Marie, feeling the pressure of Hank’s constant mental abuse, has finally snapped. Reverting back to her old habits (being a kleptomaniac), she takes it a step further by visiting different open houses, acting interested in buying the house. In each of these scenes she has a different name, a different family, job, life. They really act as an escape from her troubled marriage. After all, it’s not easy having to take care of a loved one that that has gone through serious trauma. Hank constantly pushing her away only makes it harder on her. So it makes sense that she would act out her fantasy to escape from all of this. The plot struck me as depressing, and it’s hard to fully understand why Hank is being such an asshole to her. My take on it is that Hank feels guilty about being a burden on everyone because of his condition, so instead of waiting for people to feel that burden, he just projects what he presumes they think onto them. He also resents the fact that Marie is always so positive, because he thinks this situation is permanent, and she’s always trying to make light of the situation, which is something he doesn’t want to accept. Still, it seems like something more is going on here. Whatever has built up in Hank has turned into something dark. And I believe the result of all this tension will be their marriage imploding.
The other half of the episode focused on Skyler’s crusade to buy the car wash. Like Saul though, I was kind of left asking, “Why this car wash?” Yeah, thematically I thought it was brilliant in season three when they suggested Walt buy his old workplace where he was treated like crap. It would have been cosmic justice and a way of coming back around full circle to season one. But after all the hurdles that were thrown their way in regards to buying it, I found myself getting annoyed with Skyler’s insistence that they buy that specific one.
Not that I didn’t think it was believable. After all, Walt is a prideful man and will go extreme lengths to get what he wants. And as Skyler pointed out last season, it’s a great story for Walt. But Skyler’s passive view on things can come across as jarring. But I get it—she’s not a criminal. Nor does she fully understand or comprehend the dark things Walt is actually involved with. It’s just that the particularly large doses in which it was presented in this episode bothered me. The payoff was worth it though. I loved the scene where Skyler forces Walter’s former boss to sell his place by saying his soap was not up to the city’s code.

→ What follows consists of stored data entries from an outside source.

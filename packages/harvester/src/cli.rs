//! Command-line interface for the harvester.

use std::path::{Path, PathBuf};

use clap::{Parser, Subcommand};
use console::style;
use indicatif::{ProgressBar, ProgressStyle};

use crate::config::{validate_company_id, DEFAULT_CUTOFF_YEAR};
use crate::error::Result;
use crate::harvester::HistoryBuilder;
use crate::input::{load_postings, postings_path, read_company_ids};
use crate::output::{render_records, save_records, OutputFormat};
use crate::types::CapitalChangeRecord;

/// CVR Harvester - Extract capital changes from Danish company registration postings.
#[derive(Parser)]
#[command(name = "cvr-harvester")]
#[command(version, about, long_about = None)]
pub struct Cli {
    #[command(subcommand)]
    pub command: Commands,
}

#[derive(Subcommand)]
pub enum Commands {
    /// Extract capital changes from one company's postings file.
    Extract {
        /// JSON file with the company's postings
        postings: PathBuf,

        /// CVR number of the company (e.g., 12345678)
        #[arg(short, long)]
        company: String,

        /// Output file (default: stdout)
        #[arg(short, long)]
        output: Option<PathBuf>,

        /// Output format
        #[arg(short, long, value_enum, default_value_t = OutputFormat::Json)]
        format: OutputFormat,

        /// Ignore postings dated in or before this year
        #[arg(long, default_value_t = DEFAULT_CUTOFF_YEAR)]
        after_year: i32,
    },

    /// Extract capital changes for every company in a list.
    Batch {
        /// File with one CVR number per line
        companies: PathBuf,

        /// Directory holding one `<cvr>.json` postings file per company
        #[arg(short, long)]
        postings_dir: PathBuf,

        /// Output file (default: stdout)
        #[arg(short, long)]
        output: Option<PathBuf>,

        /// Output format
        #[arg(short, long, value_enum, default_value_t = OutputFormat::Json)]
        format: OutputFormat,

        /// Ignore postings dated in or before this year
        #[arg(long, default_value_t = DEFAULT_CUTOFF_YEAR)]
        after_year: i32,
    },
}

/// Run the CLI.
pub fn run() -> Result<()> {
    let cli = Cli::parse();

    match cli.command {
        Commands::Extract {
            postings,
            company,
            output,
            format,
            after_year,
        } => extract_command(&postings, &company, output.as_deref(), format, after_year),
        Commands::Batch {
            companies,
            postings_dir,
            output,
            format,
            after_year,
        } => batch_command(
            &companies,
            &postings_dir,
            output.as_deref(),
            format,
            after_year,
        ),
    }
}

/// Execute the extract command.
fn extract_command(
    postings_file: &Path,
    company_id: &str,
    output: Option<&Path>,
    format: OutputFormat,
    after_year: i32,
) -> Result<()> {
    validate_company_id(company_id)?;

    eprintln!(
        "{} {} from {}",
        style("Extracting").bold(),
        style(company_id).cyan(),
        style(postings_file.display()).green()
    );

    let postings = load_postings(postings_file)?;
    let history = HistoryBuilder::new(company_id)
        .with_cutoff_year(after_year)
        .build(&postings);

    eprintln!("  Postings: {}", postings.len());
    eprintln!("  Records: {}", history.records.len());
    if !history.failures.is_empty() {
        eprintln!(
            "  Skipped: {}",
            style(history.failures.len()).yellow().bold()
        );
    }

    write_records(&history.records, output, format)
}

/// Execute the batch command.
fn batch_command(
    companies_file: &Path,
    postings_dir: &Path,
    output: Option<&Path>,
    format: OutputFormat,
    after_year: i32,
) -> Result<()> {
    let company_ids = read_company_ids(companies_file)?;

    eprintln!(
        "{} {} companies from {}",
        style("Processing").bold(),
        style(company_ids.len()).cyan(),
        style(postings_dir.display()).green()
    );

    let pb = ProgressBar::new(company_ids.len() as u64);
    #[allow(clippy::expect_used)] // Static template string that is guaranteed to be valid
    pb.set_style(
        ProgressStyle::default_bar()
            .template("{spinner:.green} [{bar:30}] {pos}/{len} {msg}")
            .expect("valid template"),
    );

    let mut records = Vec::new();
    let mut skipped_postings = 0;
    let mut missing_companies = 0;

    for company_id in &company_ids {
        pb.set_message(company_id.clone());

        let path = postings_path(postings_dir, company_id);
        match load_postings(&path) {
            Ok(postings) => {
                let history = HistoryBuilder::new(company_id.as_str())
                    .with_cutoff_year(after_year)
                    .build(&postings);
                skipped_postings += history.failures.len();
                records.extend(history.records);
            }
            Err(e) => {
                tracing::warn!(company_id = %company_id, error = %e, "Skipping company");
                missing_companies += 1;
            }
        }

        pb.inc(1);
    }

    pb.finish_and_clear();

    eprintln!("  Records: {}", records.len());
    if skipped_postings > 0 {
        eprintln!(
            "  Skipped postings: {}",
            style(skipped_postings).yellow().bold()
        );
    }
    if missing_companies > 0 {
        eprintln!(
            "  Companies without postings: {}",
            style(missing_companies).yellow().bold()
        );
    }

    write_records(&records, output, format)
}

/// Save records to a file, or print them to stdout.
fn write_records(
    records: &[CapitalChangeRecord],
    output: Option<&Path>,
    format: OutputFormat,
) -> Result<()> {
    match output {
        Some(path) => {
            save_records(records, path, format)?;
            eprintln!();
            eprintln!("{} {}", style("Saved to:").green().bold(), path.display());
        }
        None => print!("{}", render_records(records, format)?),
    }
    Ok(())
}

For me, the most interesting scene of this episode was the brief conversation Jesse had with Walt. Jesse asked Walt if he wanted to go do something after work, suggesting a go-kart track that is “fun.” This was yet another childlike action from Jesse—an obvious allusion to the fact that he wants to go back to his innocence he lost when killing another man. But the exchange was the first time the two really had a heart- to-heart since all the mess of last season. And it’s clear that Jesse is reaching out to Walt. Walt, however, misses this plea, as he has a lot of other stuff on his mind, such as Gus and Skyler’s plan. But as I mentioned in my last review, at some point Jesse and Walt are going to have to get on the same page, and this is alluded to when Jesse asks Walt about his eye, saying, “Do you have something we need to talk about?” Right now they’re still on different pages. Jesse still continues to drown out his pain with parties and excess. His house now looks like a crack den, with graffiti on the wall and junkies passing out on the floor. The use of Fever Ray’s “If I Had A Heart“ to soundtrack Jesse’s hellhole of a house was eerie and made for a fantastic sequence. But I also think the writers have done as much as they can do with Jesse drowning out his pain at this point; I expect them to take it in a new direction with Gus’ worker staking out Jesse’s place.

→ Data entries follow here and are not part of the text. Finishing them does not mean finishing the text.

//! Currency detection for posting fragments.

use crate::config::{EURO_TOKEN, KRONER_TOKEN};
use crate::types::Currency;

/// Detect the currency used in a fragment.
///
/// Euro is checked before kroner, so a fragment containing both tokens is
/// reported as euro.
///
/// # Examples
/// ```
/// use cvr_harvester::currency::detect_currency;
/// use cvr_harvester::types::Currency;
///
/// assert_eq!(detect_currency("kr. 50.000,00"), Currency::Kroner);
/// assert_eq!(detect_currency("ingen beløb"), Currency::Unknown);
/// ```
#[must_use]
pub fn detect_currency(fragment: &str) -> Currency {
    if fragment.contains(EURO_TOKEN) {
        Currency::Euro
    } else if fragment.contains(KRONER_TOKEN) {
        Currency::Kroner
    } else {
        Currency::Unknown
    }
}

“Open House” was a good episode, but it dragged in places. Much of this was a result of the side characters’ plots taking center stage. That’s not to say they aren’t interesting, because they are. But they work a lot better as secondary plots running in the background. Then again, Breaking Bad has always been a show that has taken its time building up to something bigger as the season goes along. “Open House” acts sort of as a bridge episode, and I tend to feel these kind of episodes work better when the DVDs are released, because you aren’t having to wait a week for an episode that isn’t as exciting or one that holds as many revelations as other past episodes might. Still, for most of the episode, it was an interesting venture into what the other characters are going through that might otherwise be pushed to the back in a more intense episode.